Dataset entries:
┌────────

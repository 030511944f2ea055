use std::collections::HashSet;

use crate::{
    ast::{Direction, EnumDef, InterfaceDef, MethodDef, StructDef},
    codegen::{f, naming, CodeGen, GenerateError, Options},
    protocol::InterfaceProtocol,
    resolve::{Qualification, TypeScope},
    types::{Primitive, TypeInfo, TypeKind},
};

/// How a value is passed to and stored by generated code.
#[derive(Copy, Clone, Debug, PartialEq, Eq)]
pub enum Shape {
    /// Passed by value.
    Plain,
    /// Owned as `String`, borrowed as `&str`.
    Str,
    /// Owned as `Vec<u8>`, borrowed as `&[u8]`.
    Blob,
    /// A generated struct, borrowed when passed in.
    Struct,
}

#[derive(Clone, Debug, PartialEq, Eq)]
pub struct ValueType {
    /// The owned Rust type.
    pub path: String,
    pub shape: Shape,
}

impl ValueType {
    fn new(path: impl Into<String>, shape: Shape) -> ValueType {
        ValueType {
            path: path.into(),
            shape,
        }
    }

    /// The type of a parameter passed in the given direction.
    pub fn param_type(&self, direction: Direction) -> String {
        match (direction, self.shape) {
            (Direction::Out | Direction::InOut, _) => format!("&mut {}", self.path),
            (Direction::In, Shape::Plain) => self.path.clone(),
            (Direction::In, Shape::Str) => "&str".to_string(),
            (Direction::In, Shape::Blob) => "&[u8]".to_string(),
            (Direction::In, Shape::Struct) => format!("&{}", self.path),
        }
    }
}

#[derive(Clone, Debug, PartialEq, Eq)]
pub struct ParamPlan {
    pub name: String,
    pub value: ValueType,
    pub direction: Direction,
}

#[derive(Clone, Debug, PartialEq, Eq)]
pub enum Return {
    Void,
    /// `DasResult`: the implementation's status is the call status.
    Status,
    Value(ValueType),
}

#[derive(Clone, Debug, PartialEq, Eq)]
pub struct MethodPlan {
    pub ordinal: u16,
    /// As declared, used in the method table.
    pub idl_name: String,
    pub name: String,
    pub hash: u32,
    pub params: Vec<ParamPlan>,
    pub ret: Return,
}

impl MethodPlan {
    pub fn inputs(&self) -> impl Iterator<Item = &ParamPlan> {
        self.params.iter().filter(|p| p.direction.is_input())
    }

    pub fn outputs(&self) -> impl Iterator<Item = &ParamPlan> {
        self.params.iter().filter(|p| p.direction.is_output())
    }

    /// `&self, a: i32, sum: &mut i32`
    pub fn params_decl(&self) -> String {
        let mut decl = String::from("&self");
        for param in &self.params {
            decl.push_str(&format!(
                ", {}: {}",
                param.name,
                param.value.param_type(param.direction)
            ));
        }
        decl
    }

    /// `a, sum`
    pub fn args(&self) -> String {
        let names: Vec<_> = self.params.iter().map(|p| p.name.as_str()).collect();
        names.join(", ")
    }

    /// The signature seen by implementers.
    pub fn implementer_signature(&self) -> String {
        let ret = match &self.ret {
            Return::Void => String::new(),
            Return::Status => " -> rt::Status".to_string(),
            Return::Value(value) => format!(" -> {}", value.path),
        };
        format!("fn {}({}){ret}", self.name, self.params_decl())
    }

    /// The signature seen by callers, which must account for call failure.
    pub fn client_signature(&self) -> String {
        let ret = match &self.ret {
            Return::Void | Return::Status => "rt::Status".to_string(),
            Return::Value(value) => format!("Result<{}, rt::Status>", value.path),
        };
        format!("fn {}({}) -> {ret}", self.name, self.params_decl())
    }
}

/// Everything proxy and stub generation needs to know about an interface,
/// with all types resolved.
#[derive(Clone, Debug, PartialEq, Eq)]
pub struct InterfacePlan {
    /// As declared (`IExample`).
    pub name: String,
    /// Without the `I` prefix (`Example`).
    pub short: String,
    /// The module holding the generated items (`example`).
    pub module: String,
    pub namespace: String,
    pub uuid: String,
    pub base: String,
    pub interface_id: u32,
    pub methods: Vec<MethodPlan>,
}

impl InterfacePlan {
    pub fn new(
        interface: &InterfaceDef,
        scope: &TypeScope,
        options: &Options,
    ) -> Result<InterfacePlan, GenerateError> {
        let protocol = InterfaceProtocol::of(interface)?;
        let resolver = Resolver {
            scope,
            options,
            interface,
        };
        let mut seen = HashSet::new();
        let mut methods = Vec::with_capacity(protocol.methods.len());
        for (entry, method) in protocol.methods.iter().zip(interface.methods()) {
            let name = naming::method_name(&method.name);
            if !seen.insert(name.clone()) {
                return Err(GenerateError::DuplicateMethod {
                    interface: interface.name.clone(),
                    name,
                });
            }
            methods.push(MethodPlan {
                ordinal: entry.ordinal,
                idl_name: entry.name.clone(),
                name,
                hash: entry.hash,
                params: resolver.params(method)?,
                ret: resolver.ret(method)?,
            });
        }
        let short = interface.short_name().to_string();
        Ok(InterfacePlan {
            name: naming::ident(&interface.name),
            module: naming::module_name(&short),
            short,
            namespace: interface.namespace.clone(),
            uuid: interface.uuid.clone(),
            base: interface.base.clone(),
            interface_id: protocol.interface_id,
            methods,
        })
    }
}

struct Resolver<'a> {
    scope: &'a TypeScope,
    options: &'a Options,
    interface: &'a InterfaceDef,
}

impl Resolver<'_> {
    fn params(&self, method: &MethodDef) -> Result<Vec<ParamPlan>, GenerateError> {
        method
            .params
            .iter()
            .map(|param| {
                Ok(ParamPlan {
                    name: naming::param_name(&param.name),
                    value: self.value(method, &param.ty)?,
                    direction: param.direction,
                })
            })
            .collect()
    }

    fn ret(&self, method: &MethodDef) -> Result<Return, GenerateError> {
        let ty = &method.return_ty;
        if ty.is_void() {
            return Ok(Return::Void);
        }
        if !ty.is_pointer() && ty.primitive() == Some(Primitive::Status) {
            return Ok(Return::Status);
        }
        self.value(method, ty).map(Return::Value)
    }

    fn value(&self, method: &MethodDef, ty: &TypeInfo) -> Result<ValueType, GenerateError> {
        let primitive = ty.primitive();
        if method.is_binary_buffer() && ty.is_pointer() && primitive.is_some_and(Primitive::is_byte)
        {
            return Ok(ValueType::new("Vec<u8>", Shape::Blob));
        }
        if ty.is_c_string() {
            return Ok(ValueType::new("String", Shape::Str));
        }

        let resolved = self.scope.resolve(&ty.base_type, &self.interface.namespace);
        match resolved.kind {
            TypeKind::Primitive(Primitive::Void) => {
                Err(self.unsupported(method, ty, "has no wire encoding"))
            }
            TypeKind::Primitive(Primitive::String) => Ok(ValueType::new("String", Shape::Str)),
            TypeKind::Primitive(primitive) => Ok(ValueType::new(primitive.rust_type(), Shape::Plain)),
            TypeKind::Enum => Ok(ValueType::new(
                self.path(ty.unqualified(), &resolved.qualification),
                Shape::Plain,
            )),
            TypeKind::Struct => Ok(ValueType::new(
                self.path(ty.unqualified(), &resolved.qualification),
                Shape::Struct,
            )),
            TypeKind::Interface if ty.pointer_depth > 2 => {
                Err(self.unsupported(method, ty, "has too many levels of indirection"))
            }
            TypeKind::Interface => Ok(ValueType::new("rt::ObjectId", Shape::Plain)),
            TypeKind::Unknown => Err(GenerateError::UnknownType {
                interface: self.interface.name.clone(),
                method: method.name.clone(),
                origin: method.origin,
                line: method.line,
                ty: ty.to_string(),
            }),
        }
    }

    /// Spells a generated type as seen from inside an interface module.
    fn path(&self, name: &str, qualification: &Qualification) -> String {
        let name = naming::ident(name);
        match qualification {
            Qualification::SameNamespace => name,
            Qualification::NoNamespace => format!("{}::{name}", self.options.root_path),
            Qualification::OtherNamespace(namespace) => format!(
                "{}::{}::{name}",
                self.options.root_path,
                naming::namespace_path(namespace).join("::")
            ),
        }
    }

    fn unsupported(&self, method: &MethodDef, ty: &TypeInfo, reason: &'static str) -> GenerateError {
        GenerateError::UnsupportedType {
            interface: self.interface.name.clone(),
            method: method.name.clone(),
            origin: method.origin,
            line: method.line,
            ty: ty.to_string(),
            reason,
        }
    }
}

/// `INTERFACE_ID` and `METHOD_TABLE`, shared by proxy and stub.
pub fn protocol_constants(plan: &InterfacePlan) -> String {
    let mut gen = CodeGen::with_capacity();
    gen.emit(f!(
        "/// Derived from `{}`.\npub const INTERFACE_ID: u32 = {:#010X};\n\n",
        plan.uuid,
        plan.interface_id
    ));
    gen.emit(f!(
        "/// Indexed by method ordinal, the wire-level method discriminator.\n\
         pub const METHOD_TABLE: [rt::MethodMetadata; {}] = [\n",
        plan.methods.len()
    ));
    for method in &plan.methods {
        gen.emit(f!(
            "    rt::MethodMetadata {{ ordinal: {}, name: {:?}, hash: {:#010X} }},\n",
            method.ordinal,
            method.idl_name,
            method.hash
        ));
    }
    gen.emit(f!("];\n"));
    gen.finish()
}

/// The trait implemented by the object behind the interface.
pub fn implementer_trait(plan: &InterfacePlan) -> String {
    let mut gen = CodeGen::with_capacity();
    gen.emit(f!("pub trait {} {{\n", plan.name));
    for method in &plan.methods {
        gen.emit(f!("    {};\n", method.implementer_signature()));
    }
    gen.emit(f!("}}\n"));
    gen.finish()
}

/// Enums are open `i32` newtypes, so any value received off the wire is
/// representable.
pub fn enum_item(def: &EnumDef) -> String {
    let mut gen = CodeGen::with_capacity();
    let name = naming::ident(&def.name);
    gen.emit(f!(
        "#[repr(transparent)]\n\
         #[derive(Copy, Clone, Debug, Default, PartialEq, Eq, Hash)]\n\
         pub struct {name}(pub i32);\n\n\
         impl {name} {{\n"
    ));
    for value in &def.values {
        gen.emit(f!(
            "    pub const {}: {name} = {name}({});\n",
            naming::const_name(&value.name),
            value.value
        ));
    }
    gen.emit(f!("}}\n\n"));
    gen.emit(f!(
        "impl rt::Wire for {name} {{\n    \
             fn encode(&self, writer: &mut rt::WireWriter) {{\n        \
                 writer.write(&self.0);\n    \
             }}\n\n    \
             fn decode(reader: &mut rt::WireReader<'_>) -> Result<Self, rt::WireError> {{\n        \
                 reader.read().map({name})\n    \
             }}\n\
         }}\n"
    ));
    gen.finish()
}

/// Structs hold primitives only, encoded field by field in declaration order.
pub fn struct_item(def: &StructDef) -> String {
    let mut gen = CodeGen::with_capacity();
    let name = naming::ident(&def.name);
    let fields: Vec<_> = def
        .fields
        .iter()
        .map(|field| {
            let ty = field.ty.primitive().map_or("i32", Primitive::rust_type);
            (naming::field_name(&field.name), ty)
        })
        .collect();

    gen.emit(f!(
        "#[derive(Copy, Clone, Debug, Default, PartialEq)]\npub struct {name} {{\n"
    ));
    for (field, ty) in &fields {
        gen.emit(f!("    pub {field}: {ty},\n"));
    }
    gen.emit(f!("}}\n\n"));

    gen.emit(f!(
        "impl rt::Wire for {name} {{\n    fn encode(&self, writer: &mut rt::WireWriter) {{\n"
    ));
    for (field, _) in &fields {
        gen.emit(f!("        writer.write(&self.{field});\n"));
    }
    gen.emit(f!(
        "    }}\n\n    \
         fn decode(reader: &mut rt::WireReader<'_>) -> Result<Self, rt::WireError> {{\n        \
             Ok({name} {{\n"
    ));
    for (field, _) in &fields {
        gen.emit(f!("            {field}: reader.read()?,\n"));
    }
    gen.emit(f!("        }})\n    }}\n}}\n"));
    gen.finish()
}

└────────

If a line in the records holds the string "Iterator", copy it.

    pub fn inputs(&self) -> impl Iterator<Item = &ParamPlan> {
    pub fn outputs(&self) -> impl Iterator<Item = &ParamPlan> {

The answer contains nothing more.